=== DATA EXTRACTS ===
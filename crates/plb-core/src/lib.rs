//! plb-core: path-addressed editing of property list settings files
//!
//! This crate focuses on a small, well-factored surface:
//! - `Value` tree with insertion-ordered tables
//! - Colon-separated key paths with `\:` escapes
//! - Idempotent get/set/delete and additive merge, with a dirty flag
//! - Binary plist, XML plist and JSON codecs
//! - `Store` for load / edit / conditional save, plus zip backups
//!
pub mod backup;
pub mod bplist;
pub mod bplist_write;
pub mod edit;
pub mod error;
pub mod format;
pub mod json;
pub mod merge;
pub mod ops;
pub mod path;
pub mod resource;
pub mod store;
pub mod value;
pub mod xml;

pub use error::{Error, Result};
pub use format::Format;
pub use ops::{Outcome, Params, State, Strategy, apply, delete_key, read, run, set_value};
pub use path::{Path, resolve};
pub use resource::{FileResource, MemoryResource, Resource};
pub use store::Store;
pub use value::{Table, Value, ValueKind};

=== EXERCISE INSTRUCTIONS ===
All the entries above need to be repeated word for word.

=== EXPECTED ANSWER ===
filename crates/plb-core/src/lib.rs
//! plb-core: path-addressed editing of property list settings files
//!
//! This crate focuses on a small, well-factored surface:
//! - `Value` tree with insertion-ordered tables
//! - Colon-separated key paths with `\:` escapes
//! - Idempotent get/set/delete and additive merge, with a dirty flag
//! - Binary plist, XML plist and JSON codecs
//! - `Store` for load / edit / conditional save, plus zip backups
//!
pub mod backup;
pub mod bplist;
pub mod bplist_write;
pub mod edit;
pub mod error;
pub mod format;
pub mod json;
pub mod merge;
pub mod ops;
pub mod path;
pub mod resource;
pub mod store;
pub mod value;
pub mod xml;

pub use error::{Error, Result};
pub use format::Format;
pub use ops::{Outcome, Params, State, Strategy, apply, delete_key, read, run, set_value};
pub use path::{Path, resolve};
pub use resource::{FileResource, MemoryResource, Resource};
pub use store::Store;
pub use value::{Table, Value, ValueKind};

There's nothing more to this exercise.